The answers to these questions are several. Educators often think of quality
assurance as the province of engineers and scientists involved in the manufacture
of “things“. They think the world of quality assurance is cold, arcane, and
lifeless. Most educators don’t understand it; and they don’t think it is
workable in the dynamic and very human endeavor of education.
Once upon a time these critics were right. Forty years ago we didn’t have the
technologies available to “humanize” quality assurance. Standardized sameness was
the rule of the day, and every unit of production had to be virtually the same.
Today all of that has changed. With the use of 21st century technology, quality
assurance has taken hold in the world of health care. QA systems are now providing
valuable health care services to humans, and in the process recognizing and
enhancing each human’s individuality. Certainly the tests, tools, measures, and
desired outcomes in health care are very different from those of manufacturers.
But the fundamental principles of quality assurance are proving to be just as
valid.
Quality assurance is of course a discipline. It requires a lot of up-front work.
Minimum, measurable, written standards of quality must be identified. Tests,
measures of progress, and feedback loops must be established. And once the QA
system is operational, the process of measuring progress and correcting glitches
should happen daily.
To educators untrained in quality assurance, QA requirements may seem terrifying.

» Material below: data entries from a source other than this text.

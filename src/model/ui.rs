//! UI Model
//!
//! This sub-model contains the transient interface state that is not owned
//! by a single screen: toast notifications and the quit flag.

use std::time::Instant;

use super::types::Alert;

/// Toasts and application lifecycle
#[derive(Clone, Debug)]
pub struct UiModel {
    /// Toast notification (message, timestamp)
    pub toast_message: Option<(Alert, Instant)>,

    /// Whether app should quit
    pub should_quit: bool,
}

impl UiModel {
    pub fn new() -> Self {
        Self {
            toast_message: None,
            should_quit: false,
        }
    }

    /// Show toast message
    pub fn show_toast(&mut self, alert: Alert) {
        self.toast_message = Some((alert, Instant::now()));
    }

    /// Check if toast has been visible long enough
    pub fn should_dismiss_toast(&self) -> bool {
        if let Some((_, timestamp)) = &self.toast_message {
            crate::logic::ui::should_dismiss_toast(timestamp.elapsed().as_millis())
        } else {
            false
        }
    }

    pub fn dismiss_toast(&mut self) {
        self.toast_message = None;
    }
}

impl Default for UiModel {
    fn default() -> Self {
        Self::new()
    }
}

#[cfg(test)]
mod tests {
    use super::*;
    use std::time::Duration;

    #[test]
    fn test_ui_model_creation() {
        let model = UiModel::new();
        assert!(model.toast_message.is_none());
        assert!(!model.should_quit);
    }

    #[test]
    fn test_toast() {
        let mut model = UiModel::new();
        model.show_toast(Alert::success("Saved"));
        assert!(model.toast_message.is_some());
        assert!(!model.should_dismiss_toast());

        model.dismiss_toast();
        assert!(model.toast_message.is_none());
    }

    #[test]
    fn test_old_toast_is_due_for_dismissal() {
        let mut model = UiModel::new();
        let shown = Instant::now()
            .checked_sub(Duration::from_millis(2000))
            .unwrap_or_else(Instant::now);
        model.toast_message = Some((Alert::info("hello"), shown));
        // Instant may not reach back 2s right after boot; only assert when it did
        if shown.elapsed().as_millis() >= 1500 {
            assert!(model.should_dismiss_toast());
        }
    }
}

Teachers are already burdened with crushing paperwork, reducing their time and
effectiveness in the classroom. Any new program that would add more paperwork to
the pile would not be well received, nor well executed. Our task is therefore to
show teachers how “state of the art” QA programs would reduce their paperwork
burdens, maximize their time teaching, dramatically improve the final product,
and, in the process, put the fun back in teaching. And quality assurance programs
can do just that!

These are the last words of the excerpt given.